2. Damages for lost income and earnings

Plaintiff testified and submitted evidence that established that at the time of the accident, she was employed as a mortgage underwriter, earning approximately $95,000.00 per year. Her W-2 showed that she earned $69,187.28 in 2003 which represented her earnings for the year until the time of the accident. This amount calculates to an average weekly salary of approximately $1,774.00. As Kellner was totally disabled from work for 6.5 months (28 weeks) after the accident, her loss of earnings total $49,672.00. In addition, after plaintiff returned to work, as a result of the physical limitations of her injury, she was not able to work overtime, and to earn bonuses as she was able to prior to the accident, resulting in additional lost income.

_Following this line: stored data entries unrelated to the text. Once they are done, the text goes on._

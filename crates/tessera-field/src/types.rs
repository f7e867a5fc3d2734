//! Column type definitions.

use std::fmt;

use tessera_common::constants::{
    DECIMAL_MAX_PRECISION, DECIMAL_MAX_SCALE, UUID_PACK_LENGTH, VARSTRING_ONE_BYTE_MAX,
};

use crate::decimal::Decimal;
use crate::error::{FieldError, FieldResult};

/// Type byte written into replication table maps.
#[repr(u8)]
#[derive(Debug, Clone, Copy, PartialEq, Eq, Hash)]
pub enum RealType {
    /// 1-byte integer.
    Tiny = 1,
    /// 2-byte integer.
    Short = 2,
    /// 4-byte integer.
    Long = 3,
    /// IEEE double.
    Double = 5,
    /// 8-byte integer.
    LongLong = 8,
    /// Variable-length string.
    VarString = 15,
    /// 16-byte UUID.
    Uuid = 30,
    /// Binary decimal.
    Decimal = 246,
}

impl RealType {
    /// Decodes a type byte.
    #[must_use]
    pub fn from_u8(v: u8) -> Option<Self> {
        match v {
            1 => Some(Self::Tiny),
            2 => Some(Self::Short),
            3 => Some(Self::Long),
            5 => Some(Self::Double),
            8 => Some(Self::LongLong),
            15 => Some(Self::VarString),
            30 => Some(Self::Uuid),
            246 => Some(Self::Decimal),
            _ => None,
        }
    }

    /// Returns the byte value.
    #[must_use]
    pub const fn as_u8(self) -> u8 {
        self as u8
    }

    /// Returns the packed size of a column of this type given its
    /// metadata, or `None` for variable-length types.
    #[must_use]
    pub fn fixed_pack_length(self, metadata: u16) -> Option<usize> {
        match self {
            Self::Tiny => Some(1),
            Self::Short => Some(2),
            Self::Long => Some(4),
            Self::Double | Self::LongLong => Some(8),
            Self::Uuid => Some(UUID_PACK_LENGTH),
            Self::Decimal => {
                let [precision, scale] = metadata.to_be_bytes();
                Some(Decimal::bin_size(precision, scale))
            }
            Self::VarString => None,
        }
    }
}

/// Character set of a string column.
#[derive(Debug, Clone, Copy, PartialEq, Eq, Hash, Default)]
pub enum Charset {
    /// Raw bytes.
    Binary,
    /// UTF-8; truncation never splits a character.
    #[default]
    Utf8,
}

/// Column type.
#[derive(Debug, Clone, Copy, PartialEq, Eq, Hash)]
pub enum FieldType {
    /// 1-byte integer.
    Tiny {
        /// Unsigned flag.
        unsigned: bool,
    },
    /// 2-byte integer.
    Short {
        /// Unsigned flag.
        unsigned: bool,
    },
    /// 4-byte integer.
    Long {
        /// Unsigned flag.
        unsigned: bool,
    },
    /// 8-byte integer.
    LongLong {
        /// Unsigned flag.
        unsigned: bool,
    },
    /// IEEE 754 double.
    Double,
    /// Fixed-point decimal.
    Decimal {
        /// Total significant digits.
        precision: u8,
        /// Fractional digits.
        scale: u8,
    },
    /// Variable-length string with a declared maximum byte length.
    VarString {
        /// Maximum length in bytes.
        max_length: u16,
        /// Character set.
        charset: Charset,
    },
    /// UUID stored as 16 raw bytes.
    Uuid,
}

impl FieldType {
    /// Checks precision, scale and length limits.
    ///
    /// # Errors
    ///
    /// Returns `InvalidDefinition` naming the violated limit.
    pub fn validate(&self) -> FieldResult<()> {
        if let Self::Decimal { precision, scale } = *self {
            if precision == 0 || precision > DECIMAL_MAX_PRECISION {
                return Err(FieldError::invalid_definition(format!(
                    "decimal precision {precision} outside 1..={DECIMAL_MAX_PRECISION}"
                )));
            }
            if scale > DECIMAL_MAX_SCALE || scale > precision {
                return Err(FieldError::invalid_definition(format!(
                    "decimal scale {scale} exceeds precision {precision} or {DECIMAL_MAX_SCALE}"
                )));
            }
        }
        Ok(())
    }

    /// Returns the replication type byte.
    #[must_use]
    pub const fn real_type(&self) -> RealType {
        match self {
            Self::Tiny { .. } => RealType::Tiny,
            Self::Short { .. } => RealType::Short,
            Self::Long { .. } => RealType::Long,
            Self::LongLong { .. } => RealType::LongLong,
            Self::Double => RealType::Double,
            Self::Decimal { .. } => RealType::Decimal,
            Self::VarString { .. } => RealType::VarString,
            Self::Uuid => RealType::Uuid,
        }
    }

    /// Returns the number of bytes the column occupies in a record.
    #[must_use]
    pub fn pack_length(&self) -> usize {
        match *self {
            Self::Tiny { .. } => 1,
            Self::Short { .. } => 2,
            Self::Long { .. } => 4,
            Self::LongLong { .. } | Self::Double => 8,
            Self::Decimal { precision, scale } => Decimal::bin_size(precision, scale),
            Self::VarString { max_length, .. } => {
                self.length_bytes() + usize::from(max_length)
            }
            Self::Uuid => UUID_PACK_LENGTH,
        }
    }

    /// Width of the length prefix of a string column: 1 if the declared
    /// length is at most 255 bytes, else 2. Zero for other types.
    #[must_use]
    pub fn length_bytes(&self) -> usize {
        match *self {
            Self::VarString { max_length, .. } => {
                if usize::from(max_length) <= VARSTRING_ONE_BYTE_MAX {
                    1
                } else {
                    2
                }
            }
            _ => 0,
        }
    }

    /// Returns the metadata written next to the type byte in a table map.
    ///
    /// Decimal: `precision << 8 | scale`; string: declared byte length;
    /// double: 8; integers and UUID: 0.
    #[must_use]
    pub fn field_metadata(&self) -> u16 {
        match *self {
            Self::Decimal { precision, scale } => u16::from_be_bytes([precision, scale]),
            Self::VarString { max_length, .. } => max_length,
            Self::Double => 8,
            _ => 0,
        }
    }

    /// Returns the integer width and signedness, for integer types.
    #[must_use]
    pub const fn integer_info(&self) -> Option<(usize, bool)> {
        match *self {
            Self::Tiny { unsigned } => Some((1, unsigned)),
            Self::Short { unsigned } => Some((2, unsigned)),
            Self::Long { unsigned } => Some((4, unsigned)),
            Self::LongLong { unsigned } => Some((8, unsigned)),
            _ => None,
        }
    }

    /// Returns the inclusive range of an integer type.
    #[must_use]
    pub fn integer_range(&self) -> Option<(i128, i128)> {
        let (width, unsigned) = self.integer_info()?;
        let bits = 8 * width as u32;
        Some(if unsigned {
            (0, (1i128 << bits) - 1)
        } else {
            (-(1i128 << (bits - 1)), (1i128 << (bits - 1)) - 1)
        })
    }

    /// Returns true for multi-byte numeric types whose bytes depend on the
    /// record byte order.
    #[must_use]
    pub const fn is_byte_order_sensitive(&self) -> bool {
        matches!(
            self,
            Self::Short { .. } | Self::Long { .. } | Self::LongLong { .. } | Self::Double
        )
    }
}

impl fmt::Display for FieldType {
    fn fmt(&self, f: &mut fmt::Formatter<'_>) -> fmt::Result {
        let unsigned = |u: bool| if u { " UNSIGNED" } else { "" };
        match *self {
            Self::Tiny { unsigned: u } => write!(f, "TINYINT{}", unsigned(u)),
            Self::Short { unsigned: u } => write!(f, "SMALLINT{}", unsigned(u)),
            Self::Long { unsigned: u } => write!(f, "INT{}", unsigned(u)),
            Self::LongLong { unsigned: u } => write!(f, "BIGINT{}", unsigned(u)),
            Self::Double => write!(f, "DOUBLE"),
            Self::Decimal { precision, scale } => write!(f, "DECIMAL({precision},{scale})"),
            Self::VarString {
                max_length,
                charset: Charset::Binary,
            } => write!(f, "VARBINARY({max_length})"),
            Self::VarString { max_length, .. } => write!(f, "VARCHAR({max_length})"),
            Self::Uuid => write!(f, "UUID"),
        }
    }
}

#[cfg(test)]
mod tests {
    use super::*;

    #[test]
    fn test_pack_lengths() {
        assert_eq!(FieldType::Tiny { unsigned: false }.pack_length(), 1);
        assert_eq!(FieldType::LongLong { unsigned: true }.pack_length(), 8);
        assert_eq!(
            FieldType::Decimal {
                precision: 14,
                scale: 4
            }
            .pack_length(),
            7
        );
        assert_eq!(FieldType::Uuid.pack_length(), 16);
    }

    #[test]
    fn test_varstring_length_prefix_width() {
        let short = FieldType::VarString {
            max_length: 255,
            charset: Charset::Utf8,
        };
        let long = FieldType::VarString {
            max_length: 256,
            charset: Charset::Utf8,
        };
        assert_eq!(short.length_bytes(), 1);
        assert_eq!(short.pack_length(), 256);
        assert_eq!(long.length_bytes(), 2);
        assert_eq!(long.pack_length(), 258);
    }

    #[test]
    fn test_metadata() {
        let dec = FieldType::Decimal {
            precision: 10,
            scale: 2,
        };
        assert_eq!(dec.field_metadata(), (10 << 8) | 2);
        assert_eq!(
            RealType::Decimal.fixed_pack_length(dec.field_metadata()),
            Some(dec.pack_length())
        );
        assert_eq!(FieldType::Double.field_metadata(), 8);
        assert_eq!(RealType::VarString.fixed_pack_length(300), None);
    }

    #[test]
    fn test_integer_range() {
        assert_eq!(
            FieldType::Tiny { unsigned: false }.integer_range(),
            Some((-128, 127))
        );
        assert_eq!(
            FieldType::LongLong { unsigned: true }.integer_range(),
            Some((0, i128::from(u64::MAX)))
        );
        assert_eq!(FieldType::Double.integer_range(), None);
    }

    #[test]
    fn test_validate() {
        assert!(FieldType::Decimal {
            precision: 39,
            scale: 0
        }
        .validate()
        .is_err());
        assert!(FieldType::Decimal {
            precision: 5,
            scale: 6
        }
        .validate()
        .is_err());
        assert!(FieldType::Decimal {
            precision: 38,
            scale: 30
        }
        .validate()
        .is_ok());
    }

    #[test]
    fn test_real_type_round_trip() {
        for t in [
            RealType::Tiny,
            RealType::Short,
            RealType::Long,
            RealType::Double,
            RealType::LongLong,
            RealType::VarString,
            RealType::Uuid,
            RealType::Decimal,
        ] {
            assert_eq!(RealType::from_u8(t.as_u8()), Some(t));
        }
        assert_eq!(RealType::from_u8(99), None);
    }

    #[test]
    fn test_display() {
        assert_eq!(FieldType::Long { unsigned: true }.to_string(), "INT UNSIGNED");
        assert_eq!(
            FieldType::VarString {
                max_length: 20,
                charset: Charset::Binary
            }
            .to_string(),
            "VARBINARY(20)"
        );
    }
}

Accordingly, plaintiff requests and the court awards $50,000.00 as reimbursement for her lost income.

3. Other Damages

The plaintiff submitted evidence demonstrating that she has a Workers' Compensation lien with Chubb Son in the amount of $22,391.85 in medical and $30,750.00 for indemnity for a total of $53,141.85. Accordingly, plaintiff requests and the court awards $22,391.85 as reimbursement for medical treatment.

IV. CONCLUSION

Accordingly, after inquest, this court awards damages in the total amount of $922,391.85: $350,000.00 for past pain and suffering; $500,000.00 for future pain and suffering; $50,000.00 for lost income; and $22,391.85 as reimbursement for her medical expenses with interest from February 9, 2007, the date of the liability jury verdict.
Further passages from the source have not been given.